//! ELF64 file header parsing.
//!
//! Decodes the 16-byte identification block and the rest of the 64-byte
//! file header. The identification bytes decide the byte order used for
//! every other record in the file.

use core::fmt;

use crate::record::{Endian, FieldReader, Record, decode_records};

/// ELF magic bytes: `\x7fELF`.
pub const ELF_MAGIC: [u8; 4] = [0x7f, b'E', b'L', b'F'];

/// ELF class: 32-bit.
pub const ELFCLASS32: u8 = 1;

/// ELF class: 64-bit.
pub const ELFCLASS64: u8 = 2;

/// ELF data encoding: little-endian.
pub const ELFDATA2LSB: u8 = 1;

/// ELF data encoding: big-endian.
pub const ELFDATA2MSB: u8 = 2;

/// Current ELF version.
pub const EV_CURRENT: u8 = 1;

/// ELF type: no file type.
pub const ET_NONE: u16 = 0;

/// ELF type: relocatable object.
pub const ET_REL: u16 = 1;

/// ELF type: executable.
pub const ET_EXEC: u16 = 2;

/// ELF type: shared object (or PIE).
pub const ET_DYN: u16 = 3;

/// ELF type: core dump.
pub const ET_CORE: u16 = 4;

/// ELF machine: x86-64.
pub const EM_X86_64: u16 = 62;

/// ELF machine: `AArch64`.
pub const EM_AARCH64: u16 = 183;

/// ELF machine: RISC-V.
pub const EM_RISCV: u16 = 243;

/// Size of an ELF64 file header (64 bytes).
pub const ELF64_EHDR_SIZE: usize = 64;

/// Errors that can occur when loading or parsing an ELF file.
#[derive(Debug, Clone, PartialEq, Eq)]
pub enum ElfError {
    /// The source file could not be read.
    #[cfg(feature = "std")]
    Io {
        /// Kind of the underlying I/O error.
        kind: std::io::ErrorKind,
        /// Path that was being read.
        path: String,
    },
    /// The buffer is smaller than a required fixed structure.
    Truncated {
        /// Bytes the structure needs.
        needed: usize,
        /// Bytes actually available.
        available: usize,
    },
    /// A computed byte range lies outside the buffer.
    OutOfBounds {
        /// Start of the range.
        offset: u64,
        /// Length of the range.
        len: u64,
        /// Length of the buffer.
        buffer_len: usize,
    },
    /// A NUL-terminated string runs off the end of the buffer.
    UnterminatedString {
        /// File offset where the string starts.
        offset: u64,
    },
    /// A table index is out of range.
    InvalidIndex {
        /// The offending index.
        index: usize,
        /// Number of entries in the table.
        count: usize,
    },
    /// A section required for decoding is absent.
    MissingSection(&'static str),
    /// A table section declares an entry size of zero.
    InvalidEntrySize {
        /// Name of the section.
        section: &'static str,
        /// The declared `sh_entsize`.
        entsize: u64,
    },
    /// The file does not start with the ELF magic bytes.
    BadMagic,
    /// The ELF class is not `ELFCLASS64`.
    UnsupportedClass(u8),
    /// The data encoding is neither little- nor big-endian.
    UnsupportedEncoding(u8),
}

impl fmt::Display for ElfError {
    fn fmt(&self, f: &mut fmt::Formatter<'_>) -> fmt::Result {
        match self {
            #[cfg(feature = "std")]
            Self::Io { kind, path } => write!(f, "failed to read '{path}': {kind}"),
            Self::Truncated { needed, available } => {
                write!(f, "input truncated: need {needed} bytes, have {available}")
            }
            Self::OutOfBounds {
                offset,
                len,
                buffer_len,
            } => write!(
                f,
                "range {offset:#x}+{len:#x} exceeds buffer of {buffer_len:#x} bytes"
            ),
            Self::UnterminatedString { offset } => {
                write!(f, "string at {offset:#x} is not NUL-terminated")
            }
            Self::InvalidIndex { index, count } => {
                write!(f, "index {index} out of range for table of {count} entries")
            }
            Self::MissingSection(name) => write!(f, "missing section '{name}'"),
            Self::InvalidEntrySize { section, entsize } => {
                write!(f, "section '{section}' has invalid entry size {entsize}")
            }
            Self::BadMagic => write!(f, "invalid ELF magic bytes"),
            Self::UnsupportedClass(class) => {
                write!(f, "unsupported ELF class {class} (expected ELFCLASS64)")
            }
            Self::UnsupportedEncoding(data) => {
                write!(f, "unsupported data encoding {data}")
            }
        }
    }
}

#[cfg(feature = "std")]
impl std::error::Error for ElfError {}

/// The 16-byte `e_ident` block.
#[derive(Debug, Clone, Copy, PartialEq, Eq)]
pub struct Ident {
    /// Magic bytes, `\x7fELF` for a valid file.
    pub magic: [u8; 4],
    /// File class (`ELFCLASS64`).
    pub class: u8,
    /// Data encoding (`ELFDATA2LSB` or `ELFDATA2MSB`).
    pub data: u8,
    /// Identification version.
    pub version: u8,
    /// Target OS ABI.
    pub os_abi: u8,
    /// ABI version.
    pub abi_version: u8,
    /// Reserved padding.
    pub padding: [u8; 7],
}

impl Ident {
    /// Byte order declared by `data`.
    #[must_use]
    pub fn endian(&self) -> Endian {
        if self.data == ELFDATA2MSB {
            Endian::Big
        } else {
            Endian::Little
        }
    }
}

/// Object file type, from `e_type`.
#[derive(Debug, Clone, Copy, PartialEq, Eq)]
pub enum ElfType {
    /// `ET_NONE`.
    None,
    /// `ET_REL`.
    Relocatable,
    /// `ET_EXEC`.
    Executable,
    /// `ET_DYN`.
    SharedObject,
    /// `ET_CORE`.
    Core,
    /// Any OS- or processor-specific value.
    Other(u16),
}

impl From<u16> for ElfType {
    fn from(value: u16) -> Self {
        match value {
            ET_NONE => Self::None,
            ET_REL => Self::Relocatable,
            ET_EXEC => Self::Executable,
            ET_DYN => Self::SharedObject,
            ET_CORE => Self::Core,
            other => Self::Other(other),
        }
    }
}

impl fmt::Display for ElfType {
    fn fmt(&self, f: &mut fmt::Formatter<'_>) -> fmt::Result {
        match self {
            Self::None => write!(f, "NONE"),
            Self::Relocatable => write!(f, "REL"),
            Self::Executable => write!(f, "EXEC"),
            Self::SharedObject => write!(f, "DYN"),
            Self::Core => write!(f, "CORE"),
            Self::Other(v) => write!(f, "{v:#x}"),
        }
    }
}

/// Parsed ELF64 file header.
#[derive(Debug, Clone, Copy, PartialEq, Eq)]
pub struct FileHeader {
    /// Identification block.
    pub ident: Ident,
    /// Object file type.
    pub e_type: u16,
    /// Target machine architecture.
    pub e_machine: u16,
    /// Object file version.
    pub e_version: u32,
    /// Virtual address of the entry point.
    pub e_entry: u64,
    /// Offset of the program header table in the file.
    pub e_phoff: u64,
    /// Offset of the section header table in the file.
    pub e_shoff: u64,
    /// Processor-specific flags.
    pub e_flags: u32,
    /// Size of this header.
    pub e_ehsize: u16,
    /// Size of each program header entry.
    pub e_phentsize: u16,
    /// Number of program header entries.
    pub e_phnum: u16,
    /// Size of each section header entry.
    pub e_shentsize: u16,
    /// Number of section header entries.
    pub e_shnum: u16,
    /// Section header string table index.
    pub e_shstrndx: u16,
}

impl Record for FileHeader {
    const SIZE: usize = ELF64_EHDR_SIZE;

    fn decode(r: &mut FieldReader<'_>) -> Self {
        let ident = Ident {
            magic: r.bytes(),
            class: r.u8(),
            data: r.u8(),
            version: r.u8(),
            os_abi: r.u8(),
            abi_version: r.u8(),
            padding: r.bytes(),
        };
        Self {
            ident,
            e_type: r.u16(),
            e_machine: r.u16(),
            e_version: r.u32(),
            e_entry: r.u64(),
            e_phoff: r.u64(),
            e_shoff: r.u64(),
            e_flags: r.u32(),
            e_ehsize: r.u16(),
            e_phentsize: r.u16(),
            e_phnum: r.u16(),
            e_shentsize: r.u16(),
            e_shnum: r.u16(),
            e_shstrndx: r.u16(),
        }
    }
}

impl FileHeader {
    /// Parse the file header at offset 0 of `data`.
    ///
    /// Only the identification bytes are validated: the magic, a 64-bit
    /// class, and a known data encoding. Everything else is decoded as-is.
    ///
    /// # Errors
    ///
    /// Returns [`ElfError::Truncated`] if `data` is shorter than 64 bytes,
    /// or an identification error.
    pub fn parse(data: &[u8]) -> Result<Self, ElfError> {
        if data.len() < ELF64_EHDR_SIZE {
            return Err(ElfError::Truncated {
                needed: ELF64_EHDR_SIZE,
                available: data.len(),
            });
        }
        if data[..4] != ELF_MAGIC {
            return Err(ElfError::BadMagic);
        }
        if data[4] != ELFCLASS64 {
            return Err(ElfError::UnsupportedClass(data[4]));
        }
        let endian = match data[5] {
            ELFDATA2LSB => Endian::Little,
            ELFDATA2MSB => Endian::Big,
            other => return Err(ElfError::UnsupportedEncoding(other)),
        };

        decode_records::<Self>(data, 0, 1, endian)?
            .next()
            .ok_or(ElfError::Truncated {
                needed: ELF64_EHDR_SIZE,
                available: data.len(),
            })
    }

    /// Byte order of every record in this file.
    #[must_use]
    pub fn endian(&self) -> Endian {
        self.ident.endian()
    }

    /// Object file type.
    #[must_use]
    pub fn file_type(&self) -> ElfType {
        ElfType::from(self.e_type)
    }
}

> TRY IT: Report how many lines of the data above hold the string "ElfType". Nothing else belongs in the answer.

> PROBLEM SOLUTION: 5